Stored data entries
· · ·

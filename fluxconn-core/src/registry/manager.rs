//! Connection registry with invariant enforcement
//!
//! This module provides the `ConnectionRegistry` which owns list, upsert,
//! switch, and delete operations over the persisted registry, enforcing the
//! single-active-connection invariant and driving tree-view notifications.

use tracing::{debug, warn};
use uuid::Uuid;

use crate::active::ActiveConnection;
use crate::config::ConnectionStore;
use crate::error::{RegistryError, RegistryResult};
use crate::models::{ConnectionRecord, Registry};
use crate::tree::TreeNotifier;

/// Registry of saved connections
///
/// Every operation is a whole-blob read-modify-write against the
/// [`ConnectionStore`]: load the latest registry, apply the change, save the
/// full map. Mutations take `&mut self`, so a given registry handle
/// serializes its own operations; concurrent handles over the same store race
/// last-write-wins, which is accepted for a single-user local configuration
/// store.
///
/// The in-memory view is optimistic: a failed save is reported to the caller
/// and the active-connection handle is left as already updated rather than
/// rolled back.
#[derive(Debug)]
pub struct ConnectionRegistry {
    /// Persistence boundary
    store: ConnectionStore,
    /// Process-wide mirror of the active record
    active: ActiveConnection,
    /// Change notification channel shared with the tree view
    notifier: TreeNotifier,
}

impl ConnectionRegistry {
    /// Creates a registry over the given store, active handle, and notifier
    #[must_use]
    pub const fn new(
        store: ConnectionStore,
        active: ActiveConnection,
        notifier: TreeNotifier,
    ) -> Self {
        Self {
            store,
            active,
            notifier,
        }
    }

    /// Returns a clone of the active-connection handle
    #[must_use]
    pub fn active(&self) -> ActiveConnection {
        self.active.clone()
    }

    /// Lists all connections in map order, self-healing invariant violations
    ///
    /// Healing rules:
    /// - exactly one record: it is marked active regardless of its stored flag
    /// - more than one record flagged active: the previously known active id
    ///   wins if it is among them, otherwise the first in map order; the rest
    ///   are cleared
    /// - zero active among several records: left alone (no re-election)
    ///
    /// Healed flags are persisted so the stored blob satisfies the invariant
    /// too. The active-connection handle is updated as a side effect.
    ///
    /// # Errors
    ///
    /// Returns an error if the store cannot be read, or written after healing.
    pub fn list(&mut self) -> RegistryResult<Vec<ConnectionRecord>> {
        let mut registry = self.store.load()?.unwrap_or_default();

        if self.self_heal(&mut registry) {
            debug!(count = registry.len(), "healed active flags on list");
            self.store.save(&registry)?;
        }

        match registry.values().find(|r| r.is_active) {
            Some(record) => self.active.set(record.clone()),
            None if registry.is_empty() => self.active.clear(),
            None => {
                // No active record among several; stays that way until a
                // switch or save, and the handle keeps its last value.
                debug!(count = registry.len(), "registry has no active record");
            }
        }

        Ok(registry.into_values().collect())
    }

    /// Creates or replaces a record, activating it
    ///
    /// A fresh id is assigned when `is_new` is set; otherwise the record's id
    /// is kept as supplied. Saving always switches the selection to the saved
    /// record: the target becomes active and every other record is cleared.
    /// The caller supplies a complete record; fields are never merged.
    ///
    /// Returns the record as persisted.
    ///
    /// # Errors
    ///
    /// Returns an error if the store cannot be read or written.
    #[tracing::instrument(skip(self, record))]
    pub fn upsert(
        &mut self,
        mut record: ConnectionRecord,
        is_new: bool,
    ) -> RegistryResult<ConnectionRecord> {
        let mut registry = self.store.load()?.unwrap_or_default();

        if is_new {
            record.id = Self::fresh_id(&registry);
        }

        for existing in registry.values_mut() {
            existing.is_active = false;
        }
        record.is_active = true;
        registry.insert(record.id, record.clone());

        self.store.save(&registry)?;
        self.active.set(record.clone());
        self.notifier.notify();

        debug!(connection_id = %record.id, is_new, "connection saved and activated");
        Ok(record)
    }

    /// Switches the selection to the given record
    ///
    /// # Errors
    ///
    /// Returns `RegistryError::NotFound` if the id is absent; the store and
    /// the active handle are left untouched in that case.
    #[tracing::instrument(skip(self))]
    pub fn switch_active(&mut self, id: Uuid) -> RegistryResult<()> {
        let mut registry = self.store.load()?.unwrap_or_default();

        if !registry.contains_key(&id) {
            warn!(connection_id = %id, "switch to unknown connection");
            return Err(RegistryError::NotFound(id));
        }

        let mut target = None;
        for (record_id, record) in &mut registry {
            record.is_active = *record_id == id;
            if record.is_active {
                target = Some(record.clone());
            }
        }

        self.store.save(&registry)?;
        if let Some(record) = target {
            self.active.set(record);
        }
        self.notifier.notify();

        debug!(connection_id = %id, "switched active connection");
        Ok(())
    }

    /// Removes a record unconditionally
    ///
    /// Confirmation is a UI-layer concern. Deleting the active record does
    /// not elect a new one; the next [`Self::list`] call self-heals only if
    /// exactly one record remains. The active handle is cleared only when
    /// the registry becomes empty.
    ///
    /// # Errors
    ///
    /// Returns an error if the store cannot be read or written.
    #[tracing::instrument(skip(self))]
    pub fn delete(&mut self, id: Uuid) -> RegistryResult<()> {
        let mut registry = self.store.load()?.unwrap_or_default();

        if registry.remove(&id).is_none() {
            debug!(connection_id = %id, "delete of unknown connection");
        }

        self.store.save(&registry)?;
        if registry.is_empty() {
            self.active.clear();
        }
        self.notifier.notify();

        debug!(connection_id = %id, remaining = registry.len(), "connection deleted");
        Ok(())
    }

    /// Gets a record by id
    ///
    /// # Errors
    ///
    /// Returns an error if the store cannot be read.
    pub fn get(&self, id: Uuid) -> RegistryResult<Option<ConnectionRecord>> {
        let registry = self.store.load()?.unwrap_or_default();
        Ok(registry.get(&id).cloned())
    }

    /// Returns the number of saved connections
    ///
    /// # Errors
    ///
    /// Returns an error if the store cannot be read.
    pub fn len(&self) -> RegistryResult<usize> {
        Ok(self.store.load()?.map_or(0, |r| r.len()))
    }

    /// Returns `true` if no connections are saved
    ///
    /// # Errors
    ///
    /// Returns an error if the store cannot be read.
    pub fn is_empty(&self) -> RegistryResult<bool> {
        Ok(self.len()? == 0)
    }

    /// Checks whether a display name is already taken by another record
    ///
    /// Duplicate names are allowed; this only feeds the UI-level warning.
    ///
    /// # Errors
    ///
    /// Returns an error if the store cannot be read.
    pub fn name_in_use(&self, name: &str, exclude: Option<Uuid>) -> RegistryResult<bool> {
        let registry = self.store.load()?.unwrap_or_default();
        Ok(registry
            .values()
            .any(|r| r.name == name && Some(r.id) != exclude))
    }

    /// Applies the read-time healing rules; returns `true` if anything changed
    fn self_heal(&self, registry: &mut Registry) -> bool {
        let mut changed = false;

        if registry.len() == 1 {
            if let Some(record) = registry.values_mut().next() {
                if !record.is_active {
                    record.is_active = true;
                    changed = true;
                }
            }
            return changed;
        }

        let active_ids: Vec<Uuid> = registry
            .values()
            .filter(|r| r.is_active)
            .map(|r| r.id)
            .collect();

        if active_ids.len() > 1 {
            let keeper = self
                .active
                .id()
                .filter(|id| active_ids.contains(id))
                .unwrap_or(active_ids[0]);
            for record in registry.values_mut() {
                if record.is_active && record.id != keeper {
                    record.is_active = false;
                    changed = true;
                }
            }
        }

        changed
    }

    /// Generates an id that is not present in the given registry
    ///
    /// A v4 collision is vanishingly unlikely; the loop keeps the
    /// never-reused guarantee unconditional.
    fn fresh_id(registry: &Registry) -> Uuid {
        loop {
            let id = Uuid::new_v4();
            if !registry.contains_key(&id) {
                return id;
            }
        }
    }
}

· · ·

§ **Your assignment**:
Show the lines of the entries that include the string "which", copying each in full.

§ **Output for this task**:
//! This module provides the `ConnectionRegistry` which owns list, upsert,
/// last-write-wins, which is accepted for a single-user local configuration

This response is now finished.